Jun 22, 2016 10:19 PM|PatriceSc|LINK
If you really meant the same primary key with different values in some columns you have anyway quite a big design issue (the primary key should be unique by definition). Fixing this would likely require quite a number of steps (maybe fixing fist the pk likely
in multiple steps even before merging perhaps some rows).
If you meant distinct primary key values with ALL other values being the same you could delete the additional rows (ie assign related rows to the lower pk, delete higher pk rows).
If distinct primary keys but with some values only being the same not sure how you could deal with columns having distinct values. How could you decide which value should be kept?
Or maybe you meant something else? For now we need to fully understand your issue.
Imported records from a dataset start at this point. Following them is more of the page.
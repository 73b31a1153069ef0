//! Task use-case service.
//!
//! # Responsibility
//! - Task CRUD routed through the store, with manual ordering.
//! - Completion toggling and due-date views.
//!
//! # Invariants
//! - New tasks are appended: `order = max(order) + 1`, or 0 in an empty table.
//! - `completed` and `completed_at` always change together, through `toggle`
//!   and through `update` alike.

use crate::analytics::{completed_count, overdue_tasks, pending_count, today_tasks};
use crate::live::{LiveQuery, QueryState};
use crate::model::task::{NewTask, Task, TaskPatch};
use crate::model::{now_epoch_ms, RecordId};
use crate::repo::task_repo::{ProjectScope, SqliteTaskRepository, TaskListQuery, TaskRepository};
use crate::repo::{RepoError, RepoResult, Table};
use crate::store::Store;
use chrono::NaiveDate;
use log::debug;
use rusqlite::{Transaction, TransactionBehavior};

/// Use-case service for tasks.
pub struct TaskService<'s> {
    store: &'s Store,
}

impl<'s> TaskService<'s> {
    pub fn new(store: &'s Store) -> Self {
        Self { store }
    }

    /// Appends a task after every existing one.
    pub fn add(&self, task: &NewTask) -> RepoResult<RecordId> {
        self.store.write(&[Table::Tasks], |conn| {
            let repo = SqliteTaskRepository::new(conn);
            let order = repo.max_order()?.map_or(0, |max| max + 1);
            repo.add(task, order, now_epoch_ms())
        })
    }

    pub fn update(&self, id: RecordId, patch: &TaskPatch) -> RepoResult<()> {
        self.store.write(&[Table::Tasks], |conn| {
            SqliteTaskRepository::new(conn).update(id, patch, now_epoch_ms())
        })
    }

    /// Flips completion. Returns the new `completed` value.
    ///
    /// A task deleted in the meantime yields `NotFound`.
    pub fn toggle(&self, id: RecordId) -> RepoResult<bool> {
        self.store.write(&[Table::Tasks], |conn| {
            let repo = SqliteTaskRepository::new(conn);
            let task = repo.get(id)?.ok_or(RepoError::NotFound {
                table: Table::Tasks,
                id,
            })?;
            let now = now_epoch_ms();
            let patch = task.toggled(now);
            repo.update(id, &patch, now)?;
            debug!(
                "event=task_toggle module=service status=ok task_id={id} completed={}",
                !task.completed
            );
            Ok(!task.completed)
        })
    }

    pub fn delete(&self, id: RecordId) -> RepoResult<bool> {
        self.store.write(&[Table::Tasks], |conn| {
            SqliteTaskRepository::new(conn).delete(id)
        })
    }

    /// Assigns `order = position` to each id in one transaction. Unknown ids
    /// are skipped.
    pub fn reorder(&self, ids: &[RecordId]) -> RepoResult<usize> {
        self.store.write(&[Table::Tasks], |conn| {
            let tx = Transaction::new_unchecked(conn, TransactionBehavior::Immediate)?;
            let updated = SqliteTaskRepository::new(&tx).reorder(ids, now_epoch_ms())?;
            tx.commit()?;
            Ok::<_, RepoError>(updated)
        })
    }

    pub fn get(&self, id: RecordId) -> RepoResult<Option<Task>> {
        self.store.read(|conn| SqliteTaskRepository::new(conn).get(id))
    }

    pub fn list(&self, query: &TaskListQuery) -> RepoResult<Vec<Task>> {
        self.store
            .read(|conn| SqliteTaskRepository::new(conn).list(query))
    }

    pub fn all(&self) -> RepoResult<Vec<Task>> {
        self.list(&TaskListQuery::default())
    }

    /// Tasks due on `today`, completed or not.
    pub fn due_today(&self, today: NaiveDate) -> RepoResult<Vec<Task>> {
        Ok(today_tasks(&self.all()?, today))
    }

    /// Incomplete tasks due before `today`.
    pub fn overdue(&self, today: NaiveDate) -> RepoResult<Vec<Task>> {
        Ok(overdue_tasks(&self.all()?, today))
    }

    pub fn completed_count(&self) -> RepoResult<usize> {
        Ok(completed_count(&self.all()?))
    }

    pub fn pending_count(&self) -> RepoResult<usize> {
        Ok(pending_count(&self.all()?))
    }

    /// Live view of tasks in `scope`, in manual order.
    pub fn subscribe(
        &self,
        scope: ProjectScope,
        on_change: impl FnMut(&QueryState<Vec<Task>>) + 'static,
    ) -> LiveQuery<Vec<Task>> {
        let query = TaskListQuery {
            project: scope,
            ..TaskListQuery::default()
        };
        self.store.subscribe(
            &[Table::Tasks],
            move |conn| SqliteTaskRepository::new(conn).list(&query),
            on_change,
        )
    }

    pub fn subscribe_all(
        &self,
        on_change: impl FnMut(&QueryState<Vec<Task>>) + 'static,
    ) -> LiveQuery<Vec<Task>> {
        self.subscribe(ProjectScope::Any, on_change)
    }

    pub fn watch(&self, scope: ProjectScope) -> LiveQuery<Vec<Task>> {
        self.subscribe(scope, |_| {})
    }
}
First do you really mean that you have multiple rows with the SAME primary key value ????
Jun 22, 2016 10:41 PM|pl1997|LINK
Thanks for the response.
The table is formatted where essentially there are double entries, but the data is spread out between the two rows. For instance, if the VisitRefNum (PK) was 12345, the data would look something like this:
12345 A _ C _
12345 _ B _ D
Letters corresponding to data and the _ referencing to a blank cell. I need to compile the data so it should look something like 12345 A B C D. Since there are 300+ instances of this duplication I was wondering if there was an easier way for me to do this
without having to go and fix each duplication by hand. Let me know if this makes more sense to you...
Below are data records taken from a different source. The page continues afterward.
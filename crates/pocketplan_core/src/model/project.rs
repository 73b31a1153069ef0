//! Project record.

use super::{require_color, require_text, EpochMillis, ModelValidationError, Priority, RecordId};
use serde::{Deserialize, Serialize};

/// Project lifecycle state.
#[derive(Debug, Clone, Copy, PartialEq, Eq, Hash, Serialize, Deserialize)]
#[serde(rename_all = "lowercase")]
pub enum ProjectStatus {
    Active,
    Completed,
    Archived,
}

impl ProjectStatus {
    pub fn as_str(self) -> &'static str {
        match self {
            Self::Active => "active",
            Self::Completed => "completed",
            Self::Archived => "archived",
        }
    }

    pub fn parse(value: &str) -> Option<Self> {
        match value {
            "active" => Some(Self::Active),
            "completed" => Some(Self::Completed),
            "archived" => Some(Self::Archived),
            _ => None,
        }
    }
}

#[derive(Debug, Clone, PartialEq, Eq, Serialize, Deserialize)]
#[serde(rename_all = "camelCase")]
pub struct Project {
    pub id: RecordId,
    pub name: String,
    pub description: String,
    pub color: String,
    pub priority: Priority,
    pub status: ProjectStatus,
    pub created_at: EpochMillis,
    pub updated_at: EpochMillis,
}

#[derive(Debug, Clone, PartialEq, Eq, Serialize, Deserialize)]
#[serde(rename_all = "camelCase")]
pub struct NewProject {
    pub name: String,
    pub description: String,
    pub color: String,
    pub priority: Priority,
    pub status: ProjectStatus,
}

#[derive(Debug, Clone, Default, PartialEq, Eq, Serialize, Deserialize)]
#[serde(rename_all = "camelCase")]
pub struct ProjectPatch {
    pub name: Option<String>,
    pub description: Option<String>,
    pub color: Option<String>,
    pub priority: Option<Priority>,
    pub status: Option<ProjectStatus>,
}

impl Project {
    pub fn apply(&mut self, patch: &ProjectPatch) {
        if let Some(name) = patch.name.as_ref() {
            self.name = name.clone();
        }
        if let Some(description) = patch.description.as_ref() {
            self.description = description.clone();
        }
        if let Some(color) = patch.color.as_ref() {
            self.color = color.clone();
        }
        if let Some(priority) = patch.priority {
            self.priority = priority;
        }
        if let Some(status) = patch.status {
            self.status = status;
        }
    }

    pub fn validate(&self) -> Result<(), ModelValidationError> {
        require_text("name", &self.name)?;
        require_color(&self.color)
    }
}

impl NewProject {
    pub fn validate(&self) -> Result<(), ModelValidationError> {
        require_text("name", &self.name)?;
        require_color(&self.color)
    }
}
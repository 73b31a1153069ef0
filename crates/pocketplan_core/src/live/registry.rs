//! Subscription registry and flush loop.

use crate::repo::Table;
use log::{debug, warn};
use rusqlite::Connection;
use std::cell::{Cell, RefCell};
use std::collections::{BTreeMap, BTreeSet};
use std::rc::Rc;

pub type SubscriptionId = u64;

/// Upper bound on re-evaluation passes within one flush. Subscribers that keep
/// writing in response to their own notifications are cut off here.
pub const MAX_FLUSH_PASSES: usize = 32;

pub(crate) type Evaluator = Rc<RefCell<dyn FnMut(&Connection)>>;

struct Registration {
    tables: BTreeSet<Table>,
    evaluator: Evaluator,
}

/// In-process registry of live queries, single-threaded by construction.
#[derive(Default)]
pub struct LiveRegistry {
    next_id: Cell<SubscriptionId>,
    registrations: RefCell<BTreeMap<SubscriptionId, Registration>>,
    dirty: RefCell<BTreeSet<Table>>,
    flushing: Cell<bool>,
}

impl LiveRegistry {
    pub fn new() -> Self {
        Self::default()
    }

    pub fn len(&self) -> usize {
        self.registrations.borrow().len()
    }

    pub fn is_empty(&self) -> bool {
        self.registrations.borrow().is_empty()
    }

    pub fn contains(&self, id: SubscriptionId) -> bool {
        self.registrations.borrow().contains_key(&id)
    }

    pub(crate) fn register(&self, tables: &[Table], evaluator: Evaluator) -> SubscriptionId {
        let id = self.next_id.get() + 1;
        self.next_id.set(id);
        self.registrations.borrow_mut().insert(
            id,
            Registration {
                tables: tables.iter().copied().collect(),
                evaluator,
            },
        );
        debug!("event=live_subscribe module=live status=ok subscription_id={id}");
        id
    }

    pub(crate) fn unregister(&self, id: SubscriptionId) -> bool {
        // Dropped outside the borrow: the closure may own other handles.
        let removed = self.registrations.borrow_mut().remove(&id);
        if removed.is_some() {
            debug!("event=live_unsubscribe module=live status=ok subscription_id={id}");
        }
        removed.is_some()
    }

    pub(crate) fn mark_dirty(&self, tables: &[Table]) {
        self.dirty.borrow_mut().extend(tables.iter().copied());
    }

    /// First evaluation of a freshly registered query. Writes made by its
    /// callback are flushed afterwards, so the new query sees them too.
    pub(crate) fn evaluate_new(&self, evaluator: &Evaluator, conn: &Connection) {
        if self.flushing.get() {
            (&mut *evaluator.borrow_mut())(conn);
            return;
        }
        {
            self.flushing.set(true);
            let _guard = FlushGuard(&self.flushing);
            (&mut *evaluator.borrow_mut())(conn);
        }
        self.flush(conn);
    }

    /// Re-evaluates every live query reading a dirty table until no table is
    /// dirty. A call made while a flush is already running returns at once;
    /// the running flush picks up the new dirtiness.
    pub(crate) fn flush(&self, conn: &Connection) {
        if self.flushing.replace(true) {
            return;
        }
        let _guard = FlushGuard(&self.flushing);

        let mut passes = 0;
        loop {
            let dirty = std::mem::take(&mut *self.dirty.borrow_mut());
            if dirty.is_empty() {
                break;
            }
            if passes == MAX_FLUSH_PASSES {
                warn!(
                    "event=live_flush module=live status=error error_code=pass_limit passes={passes} dropped_tables={}",
                    dirty.len()
                );
                break;
            }
            passes += 1;

            let affected: Vec<(SubscriptionId, Evaluator)> = self
                .registrations
                .borrow()
                .iter()
                .filter(|(_, registration)| !registration.tables.is_disjoint(&dirty))
                .map(|(id, registration)| (*id, Rc::clone(&registration.evaluator)))
                .collect();

            for (id, evaluator) in affected {
                if !self.contains(id) {
                    continue;
                }
                match evaluator.try_borrow_mut() {
                    Ok(mut evaluate) => (&mut *evaluate)(conn),
                    Err(_) => {
                        debug!("event=live_flush module=live status=skip subscription_id={id} reason=busy");
                    }
                }
            }
        }
    }
}

struct FlushGuard<'a>(&'a Cell<bool>);

impl Drop for FlushGuard<'_> {
    fn drop(&mut self) {
        self.0.set(false);
    }
}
Jun 23, 2016 06:26 AM|PatriceSc|LINK
Ok so if you are 100% sure you only have a single non null value for each pk in all colums, the final data you want should be given by:
SELECT pk,MAX(col1),MAX(col2),MAX(col3),MAX(col4) FROM MyTable GROUP BY pk
As NULL is lower than any other value, MAX will retain the only non null value found in each column if any (and if you have single row for some pk values, will return the row unchanged).
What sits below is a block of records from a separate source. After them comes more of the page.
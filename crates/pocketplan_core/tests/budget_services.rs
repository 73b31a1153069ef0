use chrono::{NaiveDate, NaiveDateTime};
use pocketplan_core::analytics::{spent_by_category, TimeRange};
use pocketplan_core::{
    seed_default_data, AnalyticsService, Category, CategoryService, ExpenseService, NewCategory,
    NewExpense, NewSettings, QueryState, Settings, SettingsPatch, SettingsService, Store,
    TaskService,
};
use std::cell::RefCell;
use std::rc::Rc;

fn day(year: i32, month: u32, day: u32) -> NaiveDate {
    NaiveDate::from_ymd_opt(year, month, day).unwrap()
}

fn noon(date: NaiveDate) -> NaiveDateTime {
    date.and_hms_opt(12, 0, 0).unwrap()
}

fn category(name: &str, percentage: f64) -> NewCategory {
    NewCategory {
        name: name.to_string(),
        icon: "💰".to_string(),
        color: "#a3e635".to_string(),
        allocated: 0.0,
        percentage,
    }
}

fn add_categories(store: &Store, percentages: &[f64]) -> Vec<i64> {
    let service = CategoryService::new(store);
    percentages
        .iter()
        .enumerate()
        .map(|(index, pct)| service.add(&category(&format!("c{index}"), *pct)).unwrap())
        .collect()
}

fn allocations(store: &Store) -> Vec<(f64, f64)> {
    CategoryService::new(store)
        .list()
        .unwrap()
        .iter()
        .map(|c| (c.percentage, c.allocated))
        .collect()
}

#[test]
fn rebalance_keeps_percentages_that_already_sum_to_100() {
    let store = Store::open_in_memory().unwrap();
    add_categories(&store, &[10.0, 20.0, 30.0, 40.0]);

    let rewritten = CategoryService::new(&store).rebalance(1000.0).unwrap();

    assert_eq!(rewritten, 4);
    assert_eq!(
        allocations(&store),
        vec![(10.0, 100.0), (20.0, 200.0), (30.0, 300.0), (40.0, 400.0)]
    );
}

#[test]
fn rebalance_normalizes_to_100() {
    let store = Store::open_in_memory().unwrap();
    add_categories(&store, &[5.0, 5.0]);

    CategoryService::new(&store).rebalance(200.0).unwrap();

    assert_eq!(allocations(&store), vec![(50.0, 100.0), (50.0, 100.0)]);
}

#[test]
fn rebalance_is_a_fixed_point() {
    let store = Store::open_in_memory().unwrap();
    add_categories(&store, &[1.0, 1.0, 2.0]);
    let service = CategoryService::new(&store);

    service.rebalance(12_345.0).unwrap();
    let once = allocations(&store);
    service.rebalance(12_345.0).unwrap();

    assert_eq!(allocations(&store), once);
}

#[test]
fn rebalance_with_all_zero_percentages_splits_equally() {
    let store = Store::open_in_memory().unwrap();
    add_categories(&store, &[0.0, 0.0, 0.0, 0.0]);

    CategoryService::new(&store).rebalance(1000.0).unwrap();

    assert_eq!(allocations(&store), vec![(25.0, 250.0); 4]);
}

#[test]
fn rebalance_without_categories_is_a_no_op() {
    let store = Store::open_in_memory().unwrap();
    assert_eq!(CategoryService::new(&store).rebalance(1000.0).unwrap(), 0);
}

#[test]
fn rebalance_notifies_category_subscribers_once() {
    let store = Store::open_in_memory().unwrap();
    add_categories(&store, &[1.0, 3.0]);
    let deliveries: Rc<RefCell<Vec<Vec<Category>>>> = Rc::new(RefCell::new(Vec::new()));
    let sink = Rc::clone(&deliveries);
    let service = CategoryService::new(&store);
    let _live = service.subscribe(move |state: &QueryState<Vec<Category>>| {
        if let Some(categories) = state.as_ready() {
            sink.borrow_mut().push(categories.clone());
        }
    });

    service.rebalance(400.0).unwrap();

    let deliveries = deliveries.borrow();
    assert_eq!(deliveries.len(), 2);
    let percentages: Vec<f64> = deliveries[1].iter().map(|c| c.percentage).collect();
    assert_eq!(percentages, vec![25.0, 75.0]);
}

#[test]
fn set_percentage_derives_allocation_without_touching_others() {
    let store = Store::open_in_memory().unwrap();
    let ids = add_categories(&store, &[50.0, 50.0]);

    CategoryService::new(&store)
        .set_percentage(ids[0], 30.0, 50_000.0)
        .unwrap();

    assert_eq!(allocations(&store), vec![(30.0, 15_000.0), (50.0, 0.0)]);
}

#[test]
fn recompute_allocations_keeps_percentages() {
    let store = Store::open_in_memory().unwrap();
    add_categories(&store, &[30.0, 30.0]);

    CategoryService::new(&store)
        .recompute_allocations(1000.0)
        .unwrap();

    assert_eq!(allocations(&store), vec![(30.0, 300.0), (30.0, 300.0)]);
}

#[test]
fn spent_by_category_sums_matching_ids_only() {
    let store = Store::open_in_memory().unwrap();
    let expenses = ExpenseService::new(&store);
    for (category_id, amount) in [(1, 50.0), (2, 30.0), (1, 20.0)] {
        expenses
            .add(&NewExpense {
                category_id,
                amount,
                note: String::new(),
                date: noon(day(2024, 3, 4)),
            })
            .unwrap();
    }

    let all = expenses.list(&Default::default()).unwrap();
    assert_eq!(spent_by_category(&all, 1), 70.0);
    assert_eq!(spent_by_category(&all, 2), 30.0);
    assert_eq!(spent_by_category(&all, 99), 0.0);
}

#[test]
fn update_current_without_settings_row_changes_nothing() {
    let store = Store::open_in_memory().unwrap();
    let settings = SettingsService::new(&store);

    let updated = settings
        .update_current(&SettingsPatch {
            total_budget: Some(1.0),
            ..SettingsPatch::default()
        })
        .unwrap();

    assert_eq!(updated, None);
    assert!(settings.current().unwrap().is_none());
    assert_eq!(settings.effective().unwrap(), Settings::defaults());
}

#[test]
fn update_current_targets_the_first_row() {
    let store = Store::open_in_memory().unwrap();
    let settings = SettingsService::new(&store);
    let id = settings.add(&Settings::defaults()).unwrap();

    let updated = settings
        .update_current(&SettingsPatch {
            total_budget: Some(80_000.0),
            ..SettingsPatch::default()
        })
        .unwrap();

    assert_eq!(updated, Some(id));
    assert_eq!(settings.effective().unwrap().total_budget, 80_000.0);
}

#[test]
fn current_month_window_defaults_to_calendar_month() {
    let store = Store::open_in_memory().unwrap();
    let window = ExpenseService::new(&store)
        .current_month_window(day(2024, 2, 10))
        .unwrap();

    assert_eq!(window.start, day(2024, 2, 1));
    assert_eq!(window.end, day(2024, 2, 29));
}

#[test]
fn seeding_populates_defaults_once() {
    let store = Store::open_in_memory().unwrap();
    let now = noon(day(2024, 3, 10));

    assert!(seed_default_data(&store, now).unwrap());
    assert!(!seed_default_data(&store, now).unwrap());

    let settings = SettingsService::new(&store).current().unwrap().unwrap();
    assert_eq!(settings.total_budget, 50_000.0);
    assert_eq!(settings.currency, "INR");
    assert_eq!(settings.currency_symbol, "₹");
    assert_eq!(settings.month_start_day, 1);

    let categories = CategoryService::new(&store).list().unwrap();
    let names: Vec<&str> = categories.iter().map(|c| c.name.as_str()).collect();
    assert_eq!(names, vec!["Food", "Dates", "Accessories", "Savings", "Misc"]);
    let allocated: Vec<f64> = categories.iter().map(|c| c.allocated).collect();
    assert_eq!(allocated, vec![15_000.0, 5_000.0, 5_000.0, 20_000.0, 5_000.0]);
    let total_pct: f64 = categories.iter().map(|c| c.percentage).sum();
    assert_eq!(total_pct, 100.0);

    let tasks = TaskService::new(&store).all().unwrap();
    assert_eq!(tasks.len(), 2);
    assert_eq!(tasks[0].order, 0);
    assert_eq!(tasks[1].order, 1);
    assert_eq!(tasks[0].due_date, Some(now));
    assert_eq!(TaskService::new(&store).due_today(day(2024, 3, 10)).unwrap().len(), 1);
}

#[test]
fn seeding_skips_when_settings_exist() {
    let store = Store::open_in_memory().unwrap();
    SettingsService::new(&store)
        .add(&NewSettings {
            total_budget: 1_000.0,
            ..Settings::defaults()
        })
        .unwrap();

    assert!(!seed_default_data(&store, noon(day(2024, 3, 10))).unwrap());
    assert!(CategoryService::new(&store).list().unwrap().is_empty());
}

#[test]
fn summary_combines_month_spend_and_tasks() {
    let store = Store::open_in_memory().unwrap();
    let today = day(2024, 3, 20);
    seed_default_data(&store, noon(day(2024, 3, 10))).unwrap();
    let food = CategoryService::new(&store).list().unwrap()[0].id;
    let expenses = ExpenseService::new(&store);
    for (amount, date) in [
        (1_000.0, day(2024, 3, 18)),
        (500.0, day(2024, 3, 5)),
        (9_999.0, day(2024, 2, 28)),
    ] {
        expenses
            .add(&NewExpense {
                category_id: food,
                amount,
                note: String::new(),
                date: noon(date),
            })
            .unwrap();
    }
    let tasks = TaskService::new(&store);
    let first_task = tasks.all().unwrap()[0].id;
    tasks.toggle(first_task).unwrap();

    let summary = AnalyticsService::new(&store).summary(today).unwrap();

    assert_eq!(summary.total_budget, 50_000.0);
    assert_eq!(summary.total_spent, 1_500.0);
    assert_eq!(summary.total_saved, 48_500.0);
    assert!((summary.savings_rate - 97.0).abs() < 1e-9);
    assert_eq!(summary.category_breakdown.len(), 5);
    let food_row = &summary.category_breakdown[0];
    assert_eq!(food_row.spent, 1_500.0);
    assert_eq!(food_row.remaining, 13_500.0);
    assert!((food_row.percent_spent - 10.0).abs() < 1e-9);
    assert_eq!(summary.weekly.len(), 4);
    assert_eq!(summary.weekly[3].label, "Week 4");
    assert_eq!(summary.weekly[3].spent, 1_000.0);
    assert_eq!(summary.productivity_score, 50);
    assert_eq!(summary.completed_tasks, 1);
    assert_eq!(summary.pending_tasks, 1);
}

#[test]
fn summary_subscription_tracks_every_source_table() {
    let store = Store::open_in_memory().unwrap();
    let today = day(2024, 3, 20);
    let analytics = AnalyticsService::new(&store);
    let live = analytics.subscribe_summary(today, |_| {});
    assert_eq!(
        live.current().as_ready().map(|s| s.productivity_score),
        Some(100)
    );

    seed_default_data(&store, noon(today)).unwrap();

    let summary = live.current().into_option().unwrap();
    assert_eq!(summary.total_budget, 50_000.0);
    assert_eq!(summary.pending_tasks, 2);
    assert_eq!(summary.productivity_score, 0);
}

#[test]
fn daily_spend_and_ranking_read_through_the_store() {
    let store = Store::open_in_memory().unwrap();
    seed_default_data(&store, noon(day(2024, 3, 10))).unwrap();
    let categories = CategoryService::new(&store).list().unwrap();
    let expenses = ExpenseService::new(&store);
    for (category_id, amount, date) in [
        (categories[1].id, 300.0, day(2024, 3, 9)),
        (categories[0].id, 100.0, day(2024, 3, 10)),
        (404, 50.0, day(2024, 3, 10)),
    ] {
        expenses
            .add(&NewExpense {
                category_id,
                amount,
                note: String::new(),
                date: noon(date),
            })
            .unwrap();
    }
    let analytics = AnalyticsService::new(&store);

    let series = analytics
        .daily_spend(day(2024, 3, 10), TimeRange::Last7Days)
        .unwrap();
    assert_eq!(series.days.len(), 7);
    assert_eq!(series.total, 450.0);
    assert_eq!(series.highest_day, 300.0);

    let ranking = analytics.category_ranking(day(2024, 3, 10), Some(2)).unwrap();
    let names: Vec<&str> = ranking.iter().map(|r| r.name.as_str()).collect();
    assert_eq!(names, vec!["Dates", "Food"]);
}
If needed I would do first additional queries to make 100% sure of the exact situation, that is for example something such as:
SELECT pk FROM MyTable GROUP BY pk HAVING COUNT(DISTINCT Col1)>1
to check if I really have at most only 1 non null value in each column for a given pk (IF NOT TRUE YOU'LL LOSE DATA).
If all goes well, you could then use an INSERT INTO statement to copy that to temp table, delete existing rows and finally insert that in your final table (if you can't for some reason you may have to add temporarty a column so that you can distinguish between
orignal and new rows, you could then insert those rows first and delete old rows).
Of course do that first on a database copy until it is fully tested and ready to be applied to the real db.
It is still weird you can even run into that. Because of the duplicated pk you shouldn't be able to select an individual row so it's suprising you can have different values for the same "primary key".
Also once the current situation is fixed, make sure to fix the root cause so it can't happen any more (adding a pirmary key constraint for example).